On l’a rappelé, la France a été frappée par les terroristes en 2015, et la menace reste particulièrement présente. Notre pays a été frappé au coeur, mais ce sont aussi les valeurs universelles, celles de la République, qui ont été attaquées : la liberté d’expression, la liberté de croire ou de ne pas croire, l’égalité, un art de vivre.
Ces crimes ne sont pas des crimes ordinaires. Le terrorisme fauche les vies et ébranle les consciences ; il cherche à faire naître la peur, la haine, et finalement la guerre. Son projet ne s’arrête pas à l’assassinat : il cherche à défaire une société, à détruire les solidarités, à briser le contrat social.
Nous devons réagir et, comme chaque gouvernement face à des actes de guerre, nous le faisons à travers les moyens donnés à la police, à la gendarmerie et aux services de renseignement. Je pense également, bien sûr, à la mobilisation de nos armées et aux moyens supplémentaires qui leur sont aussi donnés ; à la mobilisation du peuple français, depuis plusieurs mois, sous des formes chaque fois différentes mais toujours avec le même courage ; au nouveau patriotisme, enfin, qui doit s’installer : les Français ont brandi, et avec quelle force, les couleurs nationales et ont chanté notre hymne, La Marseillaise.
Les auteurs de ces actes doivent être poursuivis et sanctionnés. L’honneur d’une démocratie, c’est de désigner le djihadisme et l’islamisme radical comme des idéologies mortifères, et c’est d’affirmer, avec la plus grande force, qu’elle combat le terrorisme sur tous les fronts.

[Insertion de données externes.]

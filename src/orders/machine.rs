/// Order lifecycle state machine
///
/// Every status change is a conditional update: the row transitions only
/// if it is still in the expected pre-state, and a zero-row update means
/// someone else got there first. That one discipline covers the claim
/// race, the prep timer firing after a cancellation, and the failsafe
/// sweep overlapping an in-flight delivery.
use crate::blocks::ServerBlocks;
use crate::error::{CoreError, CoreResult};
use crate::ledger::{parse_timestamp, Account, Ledger, OrderKind};
use crate::notify::{notify_best_effort, NotificationSink, NotifyTarget, OrderArchive};
use crate::orders::{
    generate_order_id, order_from_row, Order, OrderStatus, OriginContext, PriceTier,
    SYSTEM_FAILSAFE,
};
use chrono::{DateTime, Duration, Utc};
use sqlx::{Row, SqlitePool};
use std::sync::Arc;

/// Delay between prep start and the order becoming ready
pub const PREP_DURATION_SECS: i64 = 180;
/// A ready order older than this is force-delivered by the sweep
pub const READY_STALE_MINUTES: i64 = 20;

const TERMINAL_STATUSES: &str = "('delivered', 'cancelled_unprepped', 'cancelled_predelivery', 'refunded')";

/// Order state machine and store
#[derive(Clone)]
pub struct OrderMachine {
    db: SqlitePool,
    ledger: Ledger,
    blocks: ServerBlocks,
    notifier: Arc<dyn NotificationSink>,
    archive: Arc<dyn OrderArchive>,
}
/// Unified error types for the fulfillment core
use axum::{
    http::StatusCode,
    response::{IntoResponse, Response},
    Json,
};
use serde::{Deserialize, Serialize};
use thiserror::Error;

/// Main error type for the service
#[derive(Error, Debug)]
pub enum CoreError {
    /// Database errors
    #[error("Database error: {0}")]
    Database(#[from] sqlx::Error),

    /// Capability gate failed
    #[error("Not authorized: {0}")]
    Unauthorized(String),

    /// Account suspended or permanently banned
    #[error("Service restricted: {0}")]
    ServiceRestricted(String),

    /// Balance too low for the requested debit
    #[error("Insufficient funds: {required} required")]
    InsufficientFunds { required: i64 },

    /// Allowance claimed within the cooldown window
    #[error("Cooldown active: next claim at {next_claim_at}")]
    CooldownActive {
        next_claim_at: chrono::DateTime<chrono::Utc>,
    },

    /// Order not in the required status, or ownership mismatch
    #[error("Invalid state: {0}")]
    InvalidState(String),

    /// Unknown order or account id
    #[error("Not found: {0}")]
    NotFound(String),

    /// Requester already has a non-terminal order
    #[error("Duplicate active order: {0}")]
    DuplicateActive(String),

    /// VIP requesting the priority tier it already effectively has
    #[error("Redundant tier: {0}")]
    RedundantTier(String),

    /// Validation errors
    #[error("Validation error: {0}")]
    Validation(String),

    /// Internal errors
    #[error("Internal error: {0}")]
    Internal(String),

    /// IO errors
    #[error("IO error: {0}")]
    Io(#[from] std::io::Error),
}

/// Structured error response format
#[derive(Debug, Serialize, Deserialize)]
pub struct ErrorResponse {
    pub error: String,
    pub message: String,
}

/// Convert CoreError to HTTP response
impl IntoResponse for CoreError {
    fn into_response(self) -> Response {
        let (status, error_code, message) = match &self {
            CoreError::Unauthorized(_) => (StatusCode::FORBIDDEN, "Unauthorized", self.to_string()),
            CoreError::ServiceRestricted(_) => {
                (StatusCode::FORBIDDEN, "ServiceRestricted", self.to_string())
            }
            CoreError::InsufficientFunds { .. } => (
                StatusCode::PAYMENT_REQUIRED,
                "InsufficientFunds",
                self.to_string(),
            ),
            CoreError::CooldownActive { .. } => (
                StatusCode::TOO_MANY_REQUESTS,
                "CooldownActive",
                self.to_string(),
            ),
            CoreError::InvalidState(_) => (StatusCode::CONFLICT, "InvalidState", self.to_string()),
            CoreError::NotFound(_) => (StatusCode::NOT_FOUND, "NotFound", self.to_string()),
            CoreError::DuplicateActive(_) => {
                (StatusCode::CONFLICT, "DuplicateActive", self.to_string())
            }
            CoreError::RedundantTier(_) => {
                (StatusCode::BAD_REQUEST, "RedundantTier", self.to_string())
            }
            CoreError::Validation(_) => {
                (StatusCode::BAD_REQUEST, "InvalidRequest", self.to_string())
            }
            CoreError::Database(_) | CoreError::Internal(_) | CoreError::Io(_) => (
                StatusCode::INTERNAL_SERVER_ERROR,
                "InternalServerError",
                "Internal server error".to_string(), // Don't leak details
            ),
        };

        let body = Json(ErrorResponse {
            error: error_code.to_string(),
            message,
        });

        (status, body).into_response()
    }
}

/// Result type alias for core operations
pub type CoreResult<T> = Result<T, CoreError>;
use std::sync::Arc;
use tokio::time::{interval, Duration};
use tracing::{error, info};

pub mod tasks;

/// Job scheduler for background tasks
pub struct JobScheduler {
    context: Arc<crate::context::AppContext>,
}

impl JobScheduler {
    pub fn new(context: Arc<crate::context::AppContext>) -> Self {
        Self { context }
    }

    /// Start all background jobs
    pub fn start(self: Arc<Self>) {
        info!("Starting background job scheduler");

        // Spawn fulfillment tasks
        tokio::spawn(Self::preparation_timer_job(Arc::clone(&self)));
        tokio::spawn(Self::stale_order_sweep_job(Arc::clone(&self)));
        tokio::spawn(Self::weekly_quota_job(Arc::clone(&self)));

        // Spawn maintenance tasks
        tokio::spawn(Self::expired_block_cleanup_job(Arc::clone(&self)));
        tokio::spawn(Self::capability_cache_job(Arc::clone(&self)));
        tokio::spawn(Self::health_check_job(Arc::clone(&self)));

        info!("Background jobs started");
    }

    /// Fire due preparation timers (runs every 10 seconds)
    ///
    /// Timers are stored as durable rows, so any that came due while the
    /// process was down fire on the first tick after restart.
    async fn preparation_timer_job(scheduler: Arc<Self>) {
        let mut interval = interval(Duration::from_secs(10));

        loop {
            interval.tick().await;

            match tasks::fire_due_preparation_timers(&scheduler.context).await {
                Ok(count) => {
                    if count > 0 {
                        info!("Marked {} orders ready", count);
                    }
                }
                Err(e) => error!("Failed to fire preparation timers: {}", e),
            }
        }
    }

    /// Force-deliver stale ready orders (runs every minute)
    async fn stale_order_sweep_job(scheduler: Arc<Self>) {
        let mut interval = interval(Duration::from_secs(60));

        loop {
            interval.tick().await;

            match tasks::sweep_stale_orders(&scheduler.context).await {
                Ok(count) => {
                    if count > 0 {
                        info!("Failsafe-delivered {} stale orders", count);
                    }
                }
                Err(e) => error!("Failed to sweep stale orders: {}", e),
            }
        }
    }

    /// Weekly quota audit (checked hourly, runs in its Sunday window)
    async fn weekly_quota_job(scheduler: Arc<Self>) {
        let mut interval = interval(Duration::from_secs(3600));

        loop {
            interval.tick().await;

            match tasks::run_weekly_quota(&scheduler.context).await {
                Ok(Some(report)) => {
                    info!(
                        "Weekly quota audit complete: target {}, {} evaluated, {} failed",
                        report.target, report.evaluated, report.failed
                    );
                }
                Ok(None) => {
                    // Outside the audit window or already ran
                }
                Err(e) => error!("Weekly quota audit failed: {}", e),
            }
        }
    }

    /// Cleanup expired context blocks (runs every 15 minutes)
    async fn expired_block_cleanup_job(scheduler: Arc<Self>) {
        let mut interval = interval(Duration::from_secs(900));

        loop {
            interval.tick().await;
            info!("Running expired block cleanup");

            match tasks::cleanup_expired_blocks(&scheduler.context).await {
                Ok(count) => {
                    if count > 0 {
                        info!("Cleaned up {} expired context blocks", count);
                    }
                }
                Err(e) => error!("Failed to cleanup expired blocks: {}", e),
            }
        }
    }

    /// Evict stale capability cache entries (runs every 5 minutes)
    async fn capability_cache_job(scheduler: Arc<Self>) {
        let mut interval = interval(Duration::from_secs(300));

        loop {
            interval.tick().await;
            scheduler.context.resolver.evict_stale().await;
        }
    }

    /// Health check job (runs every 5 minutes)
    async fn health_check_job(scheduler: Arc<Self>) {
        let mut interval = interval(Duration::from_secs(300));

        loop {
            interval.tick().await;

            match tasks::health_check(&scheduler.context).await {
                Ok(_) => {
                    // Silent success
                }
                Err(e) => error!("Health check failed: {}", e),
            }
        }
    }
}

Trois jours après les attentats, le Président de la République s’est exprimé devant le Congrès : sa tâche était de tout faire pour que l’unité nationale s’impose à un moment où tout pouvait vaciller. C’est la raison pour laquelle il s’est engagé sur la constitutionnalisation, d’abord, de l’état d’urgence, avant de proposer d’étendre la déchéance de nationalité à tous ceux qui, nés ou devenus Français, se sont rendus coupables d’un crime terroriste, sans pour autant créer des apatrides.

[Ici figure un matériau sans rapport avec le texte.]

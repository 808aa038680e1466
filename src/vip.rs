/// VIP membership codes
///
/// Codes are minted in batches by the owner and consumed exactly once:
/// redemption flips `used` with a conditional update, so two concurrent
/// redemptions of the same code resolve to one winner.
use crate::error::{CoreError, CoreResult};
use crate::ledger::Ledger;
use chrono::{DateTime, Utc};
use rand::{distributions::Alphanumeric, Rng};
use sqlx::SqlitePool;

/// VIP code manager
#[derive(Clone)]
pub struct VipCodes {
    db: SqlitePool,
}

impl VipCodes {
    pub fn new(db: SqlitePool) -> Self {
        Self { db }
    }

    /// Generate a single code string
    pub fn generate_code() -> String {
        let suffix: String = rand::thread_rng()
            .sample_iter(&Alphanumeric)
            .take(12)
            .map(char::from)
            .collect();

        format!("vip-{}", suffix.to_lowercase())
    }

    /// Mint a batch of unique codes
    pub async fn generate_batch(&self, amount: u32) -> CoreResult<Vec<String>> {
        if amount == 0 || amount > 100 {
            return Err(CoreError::Validation(
                "Code batch size must be between 1 and 100".to_string(),
            ));
        }

        let now = Utc::now().to_rfc3339();
        let mut codes = Vec::with_capacity(amount as usize);

        while codes.len() < amount as usize {
            let code = Self::generate_code();
            let inserted =
                sqlx::query("INSERT OR IGNORE INTO vip_code (code, created_at) VALUES (?, ?)")
                    .bind(&code)
                    .bind(&now)
                    .execute(&self.db)
                    .await?;
            // Collision: roll again
            if inserted.rows_affected() > 0 {
                codes.push(code);
            }
        }

        Ok(codes)
    }

    /// Redeem a code for the given account, extending VIP by 30 days.
    /// Returns the new VIP expiry.
    pub async fn redeem(
        &self,
        code: &str,
        account_id: &str,
        ledger: &Ledger,
        now: DateTime<Utc>,
    ) -> CoreResult<DateTime<Utc>> {
        let result = sqlx::query("UPDATE vip_code SET used = 1 WHERE code = ? AND used = 0")
            .bind(code)
            .execute(&self.db)
            .await?;

        if result.rows_affected() == 0 {
            return Err(CoreError::NotFound("VIP code invalid or already used".to_string()));
        }

        ledger.extend_vip(account_id, now).await
    }
}

#[cfg(test)]
mod tests {
    use super::*;
    use crate::db::test_pool;
    use chrono::Duration;

    #[tokio::test]
    async fn test_batch_generation_is_unique() {
        let codes = VipCodes::new(test_pool().await);

        let batch = codes.generate_batch(20).await.unwrap();
        assert_eq!(batch.len(), 20);
        let unique: std::collections::HashSet<_> = batch.iter().collect();
        assert_eq!(unique.len(), 20);
        assert!(batch.iter().all(|c| c.starts_with("vip-")));
    }

    #[tokio::test]
    async fn test_batch_size_bounds() {
        let codes = VipCodes::new(test_pool().await);
        assert!(codes.generate_batch(0).await.is_err());
        assert!(codes.generate_batch(101).await.is_err());
    }

    #[tokio::test]
    async fn test_redeem_is_one_way() {
        let pool = test_pool().await;
        let codes = VipCodes::new(pool.clone());
        let ledger = Ledger::new(pool);
        let now = Utc::now();

        let batch = codes.generate_batch(1).await.unwrap();
        let code = &batch[0];

        let until = codes.redeem(code, "user-1", &ledger, now).await.unwrap();
        assert_eq!(until, now + Duration::days(30));
        assert!(ledger.get("user-1").await.unwrap().is_vip(now));

        // Second redemption fails even for another account
        let err = codes.redeem(code, "user-2", &ledger, now).await.unwrap_err();
        assert!(matches!(err, CoreError::NotFound(_)));
    }

    #[tokio::test]
    async fn test_redeem_stacks_on_active_membership() {
        let pool = test_pool().await;
        let codes = VipCodes::new(pool.clone());
        let ledger = Ledger::new(pool);
        let now = Utc::now();

        let batch = codes.generate_batch(2).await.unwrap();
        codes.redeem(&batch[0], "user-1", &ledger, now).await.unwrap();
        let until = codes.redeem(&batch[1], "user-1", &ledger, now).await.unwrap();

        assert_eq!(until, now + Duration::days(60));
    }

    #[tokio::test]
    async fn test_unknown_code_rejected() {
        let pool = test_pool().await;
        let codes = VipCodes::new(pool.clone());
        let ledger = Ledger::new(pool);

        let err = codes
            .redeem("vip-nope", "user-1", &ledger, Utc::now())
            .await
            .unwrap_err();
        assert!(matches!(err, CoreError::NotFound(_)));
    }
}
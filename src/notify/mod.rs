/// Outbound notification and archive collaborators
///
/// Both sinks are fire-and-forget from the core's perspective: a failed
/// delivery is logged and swallowed, never propagated into the state
/// transition that triggered it.
use crate::orders::{Order, OriginContext};
use async_trait::async_trait;
use std::sync::Arc;

/// Where a notification should land
#[derive(Debug, Clone)]
pub enum NotifyTarget {
    /// Direct message to one account
    Account(String),
    /// The channel an order originated from
    Origin(OriginContext),
    /// Staff broadcast (new requests, leaderboards)
    Staff,
}

/// Notification sink collaborator
#[async_trait]
pub trait NotificationSink: Send + Sync {
    async fn notify(&self, target: NotifyTarget, message: &str) -> anyhow::Result<()>;
}

/// Archive sink collaborator. `sync` upserts the archive record for an
/// order and returns its reference; passing an order that already carries
/// an `archive_ref` must update that record in place.
#[async_trait]
pub trait OrderArchive: Send + Sync {
    async fn sync(&self, order: &Order) -> anyhow::Result<String>;
}

/// Send a notification, logging and swallowing any failure
pub async fn notify_best_effort(
    sink: &Arc<dyn NotificationSink>,
    target: NotifyTarget,
    message: &str,
) {
    if let Err(e) = sink.notify(target.clone(), message).await {
        tracing::warn!("Notification dropped ({:?}): {}", target, e);
    }
}

/// Tracing-backed sink for standalone operation
pub struct LogSink;

#[async_trait]
impl NotificationSink for LogSink {
    async fn notify(&self, target: NotifyTarget, message: &str) -> anyhow::Result<()> {
        tracing::info!("notify {:?}: {}", target, message);
        Ok(())
    }
}

/// Tracing-backed archive for standalone operation
pub struct LogArchive;

#[async_trait]
impl OrderArchive for LogArchive {
    async fn sync(&self, order: &Order) -> anyhow::Result<String> {
        let archive_ref = order
            .archive_ref
            .clone()
            .unwrap_or_else(|| format!("archive-{}", order.order_id));
        tracing::info!(
            "archive {}: order {} now {}",
            archive_ref,
            order.order_id,
            order.status.as_str()
        );
        Ok(archive_ref)
    }
}
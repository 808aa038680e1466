/// Sugarline - order fulfillment simulation service
///
/// A virtual kitchen economy: accounts order goods with coins, staff
/// claim, prepare and deliver them, and background jobs keep timers,
/// quotas and discipline moving.

mod api;
mod blocks;
mod config;
mod context;
mod db;
mod discipline;
mod dispatch;
mod error;
mod jobs;
mod ledger;
mod notify;
mod orders;
mod perms;
mod quota;
mod scripts;
mod server;
mod vip;

use config::ServerConfig;
use context::AppContext;
use error::CoreResult;
use std::sync::Arc;
use tracing_subscriber::{layer::SubscriberExt, util::SubscriberInitExt};

#[tokio::main]
async fn main() -> CoreResult<()> {
    // Initialize logging
    tracing_subscriber::registry()
        .with(
            tracing_subscriber::EnvFilter::try_from_default_env()
                .unwrap_or_else(|_| "sugarline=debug,tower_http=debug".into()),
        )
        .with(tracing_subscriber::fmt::layer())
        .init();

    print_banner();

    // Load configuration
    let config = ServerConfig::from_env()?;

    // Create application context
    let ctx = Arc::new(AppContext::new(config).await?);

    // Start background jobs
    let scheduler = Arc::new(jobs::JobScheduler::new(Arc::clone(&ctx)));
    scheduler.start();

    // Start server
    server::serve((*ctx).clone()).await?;

    Ok(())
}

fn print_banner() {
    println!(
        r#"
   _____                        ___
  / ___/__  ______ _____ ______/ (_)___  ___
  \__ \/ / / / __ `/ __ `/ ___/ / / __ \/ _ \
 ___/ / /_/ / /_/ / /_/ / /  / / / / / /  __/
/____/\__,_/\__, /\__,_/_/  /_/_/_/ /_/\___/
           /____/

        Order Fulfillment Service v{}
        "#,
        env!("CARGO_PKG_VERSION")
    );
}
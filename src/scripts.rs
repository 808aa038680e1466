/// Personalized delivery scripts
///
/// Couriers may store one greeting each; it overrides the default message
/// at delivery time.
use crate::error::CoreResult;
use chrono::Utc;
use sqlx::{Row, SqlitePool};

/// Delivery script manager
#[derive(Clone)]
pub struct DeliveryScripts {
    db: SqlitePool,
}

impl DeliveryScripts {
    pub fn new(db: SqlitePool) -> Self {
        Self { db }
    }

    /// Upsert the script for an owner
    pub async fn set(&self, owner_id: &str, script: &str) -> CoreResult<()> {
        sqlx::query(
            r#"
            INSERT INTO delivery_script (owner_id, script, updated_at)
            VALUES (?, ?, ?)
            ON CONFLICT (owner_id) DO UPDATE SET
                script = excluded.script,
                updated_at = excluded.updated_at
            "#,
        )
        .bind(owner_id)
        .bind(script)
        .bind(Utc::now().to_rfc3339())
        .execute(&self.db)
        .await?;

        Ok(())
    }

    /// Fetch the script for an owner, if set
    pub async fn get(&self, owner_id: &str) -> CoreResult<Option<String>> {
        let row = sqlx::query("SELECT script FROM delivery_script WHERE owner_id = ?")
            .bind(owner_id)
            .fetch_optional(&self.db)
            .await?;

        Ok(row.map(|r| r.try_get("script")).transpose()?)
    }
}

#[cfg(test)]
mod tests {
    use super::*;
    use crate::db::test_pool;

    #[tokio::test]
    async fn test_set_and_overwrite() {
        let scripts = DeliveryScripts::new(test_pool().await);

        assert_eq!(scripts.get("courier-1").await.unwrap(), None);

        scripts.set("courier-1", "Enjoy!").await.unwrap();
        assert_eq!(
            scripts.get("courier-1").await.unwrap().as_deref(),
            Some("Enjoy!")
        );

        scripts.set("courier-1", "Bon appetit.").await.unwrap();
        assert_eq!(
            scripts.get("courier-1").await.unwrap().as_deref(),
            Some("Bon appetit.")
        );
    }
}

Cette possibilité existe déjà dans de nombreux pays ; en France, elle est inscrite dans le code civil. Oui, monsieur Chassaigne, la République prévoit, depuis des dizaines d’années, une possibilité de déchéance de nationalité. Personne ne remet cette mesure en cause : Bernard Cazeneuve et moi-même, dans nos fonctions de ministre de l’intérieur, y avons d’ailleurs eu recours.
L’extension de cette mesure ne porte pas atteinte aux valeurs républicaines, bien au contraire : elle a une valeur symbolique, hautement symbolique même, bien entendu ; mais elle a aussi des effets concrets. De toute façon, monsieur Chassaigne, quelle autre sanction un terroriste qui veut donner et se donner la mort pourrait-il craindre ? La prison ? Là n’est donc pas le sujet. Le sujet, pour la nation, est d’affirmer, à travers ce nouveau patriotisme, ce que nous sommes, nous, Français, autour de nos valeurs, celles d’un patriotisme généreux, qui n’exclut personne.

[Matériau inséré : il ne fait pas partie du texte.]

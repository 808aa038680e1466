/// Disciplinary engine: strikes, suspensions and bans
///
/// Strikes accumulate per account; the first matching threshold for the
/// new count applies on that call and nothing else does. Thresholds are
/// not cumulative, so a count that is already past a threshold does not
/// re-apply it.
use crate::error::{CoreError, CoreResult};
use crate::ledger::{account_from_row, parse_timestamp};
use chrono::{DateTime, Duration, Utc};
use serde::{Deserialize, Serialize};
use sqlx::{Row, SqlitePool};

const SUSPENSION_FIRST_DAYS: i64 = 7;
const SUSPENSION_SECOND_DAYS: i64 = 30;

/// What a strike led to
#[derive(Debug, Clone, Copy, PartialEq, Eq, Serialize, Deserialize)]
#[serde(rename_all = "snake_case")]
pub enum Consequence {
    None,
    Suspended { until: DateTime<Utc> },
    PermanentBan,
}

/// Result of issuing one strike
#[derive(Debug, Clone, Serialize, Deserialize)]
pub struct StrikeOutcome {
    pub account_id: String,
    pub strike_count: i64,
    pub consequence: Consequence,
}

/// Append-only strike history entry
#[derive(Debug, Clone, Serialize, Deserialize)]
pub struct StrikeRecord {
    pub id: i64,
    pub account_id: String,
    pub reason: String,
    pub moderator: String,
    pub created_at: DateTime<Utc>,
}

/// Disciplinary engine
#[derive(Clone)]
pub struct Discipline {
    db: SqlitePool,
}

impl Discipline {
    pub fn new(db: SqlitePool) -> Self {
        Self { db }
    }

    /// Issue a strike against an account
    pub async fn strike(
        &self,
        account_id: &str,
        reason: &str,
        moderator: &str,
        now: DateTime<Utc>,
    ) -> CoreResult<StrikeOutcome> {
        sqlx::query("INSERT OR IGNORE INTO account (id, created_at) VALUES (?, ?)")
            .bind(account_id)
            .bind(now.to_rfc3339())
            .execute(&self.db)
            .await?;

        sqlx::query("UPDATE account SET strike_count = strike_count + 1 WHERE id = ?")
            .bind(account_id)
            .execute(&self.db)
            .await?;

        let row = sqlx::query("SELECT strike_count FROM account WHERE id = ?")
            .bind(account_id)
            .fetch_one(&self.db)
            .await?;
        let strike_count: i64 = row.try_get("strike_count")?;

        // First matching threshold only
        let consequence = if strike_count == 3 {
            let until = now + Duration::days(SUSPENSION_FIRST_DAYS);
            self.set_suspension(account_id, until).await?;
            Consequence::Suspended { until }
        } else if strike_count == 6 {
            let until = now + Duration::days(SUSPENSION_SECOND_DAYS);
            self.set_suspension(account_id, until).await?;
            Consequence::Suspended { until }
        } else if strike_count >= 9 {
            sqlx::query("UPDATE account SET perm_banned = 1 WHERE id = ?")
                .bind(account_id)
                .execute(&self.db)
                .await?;
            Consequence::PermanentBan
        } else {
            Consequence::None
        };

        sqlx::query(
            "INSERT INTO strike_history (account_id, reason, moderator, created_at) \
             VALUES (?, ?, ?, ?)",
        )
        .bind(account_id)
        .bind(reason)
        .bind(moderator)
        .bind(now.to_rfc3339())
        .execute(&self.db)
        .await?;

        Ok(StrikeOutcome {
            account_id: account_id.to_string(),
            strike_count,
            consequence,
        })
    }

    async fn set_suspension(&self, account_id: &str, until: DateTime<Utc>) -> CoreResult<()> {
        sqlx::query("UPDATE account SET suspended_until = ? WHERE id = ?")
            .bind(until.to_rfc3339())
            .bind(account_id)
            .execute(&self.db)
            .await?;

        Ok(())
    }

    /// Manual service ban for a fixed number of days; the strike counter
    /// is left untouched
    pub async fn ban(
        &self,
        account_id: &str,
        days: i64,
        now: DateTime<Utc>,
    ) -> CoreResult<DateTime<Utc>> {
        if days <= 0 {
            return Err(CoreError::Validation("Ban duration must be positive".to_string()));
        }

        sqlx::query("INSERT OR IGNORE INTO account (id, created_at) VALUES (?, ?)")
            .bind(account_id)
            .bind(now.to_rfc3339())
            .execute(&self.db)
            .await?;

        let until = now + Duration::days(days);
        self.set_suspension(account_id, until).await?;

        Ok(until)
    }

    /// Lift a ban or suspension and reset the strike counter
    pub async fn unban(&self, account_id: &str) -> CoreResult<()> {
        let result = sqlx::query(
            "UPDATE account SET strike_count = 0, suspended_until = NULL, perm_banned = 0 \
             WHERE id = ?",
        )
        .bind(account_id)
        .execute(&self.db)
        .await?;

        if result.rows_affected() == 0 {
            return Err(CoreError::NotFound(format!("Account {}", account_id)));
        }

        Ok(())
    }

    /// Full strike history for an account, newest first
    pub async fn history(&self, account_id: &str) -> CoreResult<Vec<StrikeRecord>> {
        let rows = sqlx::query(
            "SELECT id, account_id, reason, moderator, created_at \
             FROM strike_history WHERE account_id = ? ORDER BY id DESC",
        )
        .bind(account_id)
        .fetch_all(&self.db)
        .await?;

        let mut records = Vec::with_capacity(rows.len());
        for row in rows {
            records.push(StrikeRecord {
                id: row.try_get("id")?,
                account_id: row.try_get("account_id")?,
                reason: row.try_get("reason")?,
                moderator: row.try_get("moderator")?,
                created_at: parse_timestamp(&row.try_get::<String, _>("created_at")?)?,
            });
        }

        Ok(records)
    }

    /// Whether an account may use the service at all
    pub async fn is_restricted(&self, account_id: &str, now: DateTime<Utc>) -> CoreResult<bool> {
        let row = sqlx::query("SELECT * FROM account WHERE id = ?")
            .bind(account_id)
            .fetch_optional(&self.db)
            .await?;

        match row {
            None => Ok(false),
            Some(row) => Ok(account_from_row(&row)?.is_blocked(now)),
        }
    }
}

Aucun binational ne doit se sentir concerné par la mesure dont nous parlons, de même qu’aucun naturalisé – et j’en suis un, monsieur Chassaigne – n’a eu à se sentir concerné par les déchéances de nationalité que nous avons engagées.
Être Français, c’est au-delà du droit du sol ou du droit du sang, et c’est au-delà de la naturalisation : c’est appartenir à une communauté de valeurs, la liberté, l’égalité, la fraternité, la laïcité, le respect de la loi.
Alors oui, face au nouveau monde dans lequel nous sommes entrés, face à l’instabilité que nous observons partout, nous devons affirmer ce qu’est la nation, ce qu’est le patriotisme, ce qu’est être Français, partout dans le monde, où l’on nous admire pour notre courage. Ce courage, c’est d’aller jusqu’au bout ; c’est de respecter la parole engagée par le Président de la République devant le Congrès ; car engager sa parole devant le Congrès, devant la nation tout entière, c’est être à la hauteur de ses responsabilités.